**PROBLEM TO SOLVE**:
Looking through the material below, say how many lines contain the string "Returns" and add nothing more.

------------------------

//! Domain events reflecting match lifecycle mutations.
//!
//! Every lifecycle change emits a [`MatchEvent`] through the
//! [`super::EventBus`]. Events are optionally persisted to the PostgreSQL
//! event log, and each event can render the human-readable notifications
//! owed to the affected parties.

use chrono::{DateTime, Utc};
use serde::Serialize;

use super::match_request::{MatchStatus, OutcomeKind};
use super::{DogId, MatchId, OutcomeId, UserId};

/// Domain event emitted after every match lifecycle mutation.
#[derive(Debug, Clone, Serialize)]
#[serde(tag = "event_type", rename_all = "snake_case")]
pub enum MatchEvent {
    /// Emitted when a new match request is created.
    MatchRequested {
        /// Match identifier.
        match_id: MatchId,
        /// User who created the request.
        requester_user_id: UserId,
        /// Owner of the requested dog.
        requested_user_id: UserId,
        /// The requester's participating dog.
        requester_dog_id: DogId,
        /// The dog being requested.
        requested_dog_id: DogId,
        /// Display name of the requester's dog.
        requester_dog_name: String,
        /// Display name of the requested dog.
        requested_dog_name: String,
        /// Compatibility score of the pairing at request time.
        compatibility_score: u8,
        /// Creation timestamp.
        timestamp: DateTime<Utc>,
    },

    /// Emitted after a successful status transition.
    MatchStatusChanged {
        /// Match identifier.
        match_id: MatchId,
        /// Status before the transition.
        from: MatchStatus,
        /// Status after the transition.
        to: MatchStatus,
        /// User who took the transition.
        actor_user_id: UserId,
        /// User who created the request.
        requester_user_id: UserId,
        /// Owner of the requested dog.
        requested_user_id: UserId,
        /// Transition timestamp.
        timestamp: DateTime<Utc>,
    },

    /// Emitted when an outcome is recorded and the match finalizes.
    OutcomeRecorded {
        /// Match identifier.
        match_id: MatchId,
        /// Outcome identifier.
        outcome_id: OutcomeId,
        /// User who verified the outcome.
        verified_by_user_id: UserId,
        /// The verifier's participating dog.
        verified_by_dog_id: DogId,
        /// User who created the request.
        requester_user_id: UserId,
        /// Owner of the requested dog.
        requested_user_id: UserId,
        /// What happened.
        outcome: OutcomeKind,
        /// Litter size, present for successful outcomes.
        litter_size: Option<u32>,
        /// Terminal status the match finalized into.
        final_status: MatchStatus,
        /// Recording timestamp.
        timestamp: DateTime<Utc>,
    },
}

/// A human-readable notice owed to one party after a lifecycle change.
///
/// Delivery (push, email, in-app) is the surrounding application's concern;
/// this type only carries enough to render the notice.
#[derive(Debug, Clone, PartialEq, Serialize)]
pub struct MatchNotification {
    /// User the notice is addressed to.
    pub recipient: UserId,
    /// Short headline.
    pub title: String,
    /// Full message body.
    pub message: String,
    /// The match the notice refers to.
    pub match_id: MatchId,
}

impl MatchEvent {
    /// Returns the match ID associated with this event.
    #[must_use]
    pub fn match_id(&self) -> MatchId {
        match self {
            Self::MatchRequested { match_id, .. }
            | Self::MatchStatusChanged { match_id, .. }
            | Self::OutcomeRecorded { match_id, .. } => *match_id,
        }
    }

    /// Returns the event type as a static string slice.
    #[must_use]
    pub const fn event_type_str(&self) -> &'static str {
        match self {
            Self::MatchRequested { .. } => "match_requested",
            Self::MatchStatusChanged { .. } => "match_status_changed",
            Self::OutcomeRecorded { .. } => "outcome_recorded",
        }
    }

    /// Renders the notifications this event owes.
    ///
    /// The party who acted never receives a notice about their own action;
    /// the other side of the match does.
    #[must_use]
    pub fn notifications(&self) -> Vec<MatchNotification> {
        match self {
            Self::MatchRequested {
                match_id,
                requested_user_id,
                requester_dog_name,
                requested_dog_name,
                ..
            } => vec![MatchNotification {
                recipient: *requested_user_id,
                title: "New match request".to_string(),
                message: format!(
                    "{requester_dog_name} would like to meet {requested_dog_name}."
                ),
                match_id: *match_id,
            }],
            Self::MatchStatusChanged {
                match_id,
                to,
                actor_user_id,
                requester_user_id,
                requested_user_id,
                ..
            } => {
                let recipient = if actor_user_id == requester_user_id {
                    *requested_user_id
                } else {
                    *requester_user_id
                };
                let (title, message) = match to {
                    MatchStatus::Accepted => (
                        "Match accepted",
                        "Your match request was accepted. Time to arrange the meeting."
                            .to_string(),
                    ),
                    MatchStatus::Declined => (
                        "Match declined",
                        "Your match request was declined.".to_string(),
                    ),
                    MatchStatus::Cancelled => (
                        "Match cancelled",
                        "The match request was cancelled by the requester.".to_string(),
                    ),
                    MatchStatus::AwaitingConfirmation => (
                        "Meeting reported",
                        "The meeting was reported as having taken place. The outcome can now be recorded."
                            .to_string(),
                    ),
                    other => ("Match updated", format!("The match status changed to {other}.")),
                };
                vec![MatchNotification {
                    recipient,
                    title: title.to_string(),
                    message,
                    match_id: *match_id,
                }]
            }
            Self::OutcomeRecorded {
                match_id,
                verified_by_user_id,
                requester_user_id,
                requested_user_id,
                outcome,
                litter_size,
                ..
            } => {
                let recipient = if verified_by_user_id == requester_user_id {
                    *requested_user_id
                } else {
                    *requester_user_id
                };
                let message = match (outcome, litter_size) {
                    (OutcomeKind::Success, Some(size)) => {
                        format!("The mating was recorded as successful with a litter of {size}.")
                    }
                    (OutcomeKind::Success, None) => {
                        "The mating was recorded as successful.".to_string()
                    }
                    (OutcomeKind::Failed, _) => {
                        "The mating was recorded as unsuccessful.".to_string()
                    }
                    (OutcomeKind::NoShow, _) => {
                        "The meeting was recorded as a no-show.".to_string()
                    }
                };
                vec![MatchNotification {
                    recipient,
                    title: "Outcome recorded".to_string(),
                    message,
                    match_id: *match_id,
                }]
            }
        }
    }
}

#[cfg(test)]
#[allow(clippy::panic)]
mod tests {
    use super::*;

    fn requested_event(match_id: MatchId, requested_user_id: UserId) -> MatchEvent {
        MatchEvent::MatchRequested {
            match_id,
            requester_user_id: UserId::new(),
            requested_user_id,
            requester_dog_id: DogId::new(),
            requested_dog_id: DogId::new(),
            requester_dog_name: "Bruno".to_string(),
            requested_dog_name: "Luna".to_string(),
            compatibility_score: 72,
            timestamp: Utc::now(),
        }
    }

    #[test]
    fn match_requested_event_type() {
        let event = requested_event(MatchId::new(), UserId::new());
        assert_eq!(event.event_type_str(), "match_requested");
    }

    #[test]
    fn status_changed_serializes() {
        let event = MatchEvent::MatchStatusChanged {
            match_id: MatchId::new(),
            from: MatchStatus::Pending,
            to: MatchStatus::Accepted,
            actor_user_id: UserId::new(),
            requester_user_id: UserId::new(),
            requested_user_id: UserId::new(),
            timestamp: Utc::now(),
        };
        let json = serde_json::to_string(&event);
        assert!(json.is_ok());
        let json_str = json.unwrap_or_default();
        assert!(json_str.contains("match_status_changed"));
        assert!(json_str.contains("accepted"));
    }

    #[test]
    fn match_id_accessor() {
        let id = MatchId::new();
        let event = requested_event(id, UserId::new());
        assert_eq!(event.match_id(), id);
    }

    #[test]
    fn new_request_notifies_the_requested_party() {
        let match_id = MatchId::new();
        let requested_user = UserId::new();
        let notices = requested_event(match_id, requested_user).notifications();
        assert_eq!(notices.len(), 1);
        let Some(notice) = notices.first() else {
            panic!("expected a notification");
        };
        assert_eq!(notice.recipient, requested_user);
        assert_eq!(notice.match_id, match_id);
        assert!(notice.message.contains("Bruno"));
        assert!(notice.message.contains("Luna"));
    }

    #[test]
    fn status_change_notifies_the_other_party() {
        let requester = UserId::new();
        let requested = UserId::new();
        let event = MatchEvent::MatchStatusChanged {
            match_id: MatchId::new(),
            from: MatchStatus::Pending,
            to: MatchStatus::Declined,
            actor_user_id: requested,
            requester_user_id: requester,
            requested_user_id: requested,
            timestamp: Utc::now(),
        };
        let notices = event.notifications();
        let Some(notice) = notices.first() else {
            panic!("expected a notification");
        };
        assert_eq!(notice.recipient, requester);
        assert!(notice.message.contains("declined"));
    }

    #[test]
    fn successful_outcome_notice_includes_litter_size() {
        let requester = UserId::new();
        let requested = UserId::new();
        let event = MatchEvent::OutcomeRecorded {
            match_id: MatchId::new(),
            outcome_id: OutcomeId::new(),
            verified_by_user_id: requested,
            verified_by_dog_id: DogId::new(),
            requester_user_id: requester,
            requested_user_id: requested,
            outcome: OutcomeKind::Success,
            litter_size: Some(4),
            final_status: MatchStatus::CompletedSuccess,
            timestamp: Utc::now(),
        };
        let notices = event.notifications();
        let Some(notice) = notices.first() else {
            panic!("expected a notification");
        };
        assert_eq!(notice.recipient, requester);
        assert!(notice.message.contains('4'));
    }
}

------------------------

**SOLUTION**:
2